BOMBA FISCAL: gastos da Previdência passam de R$ 1 trilhão e próximo governo terá que fazer nova reforma
O trabalhador brasileiro vai pagar a conta do descontrole fiscal do governo Lula. Em 2025, pela primeira vez na história, os gastos da Previdência Social ultrapassaram R$ 1 trilhão — precisamente R$ 1,03 trilhão, equivalente a cerca de 12% do PIB. Para cobrir o rombo, o Tesouro Nacional precisou desembolsar R$ 320,9 bilhões, um aumento de R$ 7,1 bilhões em relação ao ano anterior. A tendência é explosiva, e especialistas já alertam: sem uma nova reforma, o sistema colapsa nas próximas décadas.

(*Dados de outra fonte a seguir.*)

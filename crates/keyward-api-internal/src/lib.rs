//! # keyward-api-internal
//!
//! The internal (service-to-service) HTTP surface of the Keyward backend.
//!
//! Trusted internal callers use this surface to provision tenant
//! partitions, forward device bootstrap submissions, and accept
//! preauthorized authentication sets. Calls carry their tenant scope in
//! the `X-Keyward-Tenant` header; unscoped calls operate on the default
//! partition.
//!
//! Routes:
//! - `POST /tenants` — provision a tenant partition (idempotent)
//! - `POST /devices` — record a device bootstrap submission
//! - `PUT /devices/{id}/status` — accept a preauthorized set

pub mod error;
pub mod handlers;
pub mod models;
pub mod router;
pub mod state;

pub use error::{ErrorResponse, InternalApiError};
pub use router::internal_router;
pub use state::InternalApiState;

O próximo governo não terá escolha
O grupo técnico que formulou a reforma de 2019 — incluindo o pesquisador Paulo Tafner, da FGV, e ex-dirigentes do governo federal — já prepara uma nova proposta para ser apresentada ao próximo presidente eleito. A avaliação unânime é que a reforma de Bolsonaro, embora necessária e eficiente, foi aprovada em apenas 65% do texto original após concessões no Congresso. Temas politicamente sensíveis ficaram de fora — e agora voltam ao centro do debate. “Para você ter uma ideia do que temos pela frente: o gasto de hoje será o déficit de amanhã. É explosivo”, alertou Tafner.
Bomba-relógio demográfica
O cenário demográfico agrava ainda mais a situação. A expectativa de vida do brasileiro subiu de 71 anos (2000) para quase 75 anos (2020) e deve ultrapassar 81 anos em 2050. A taxa de natalidade caiu. O resultado: o número de aposentados deve dobrar nos próximos 30 anos, enquanto a quantidade de trabalhadores na ativa praticamente não cresce. Projeções indicam que, sem novos ajustes, o desequilíbrio previdenciário pode se aproximar de 12% do PIB em 2060. Quem vai pagar essa conta é o trabalhador, o empreendedor, a família brasileira que já carrega uma das maiores cargas tributárias do mundo.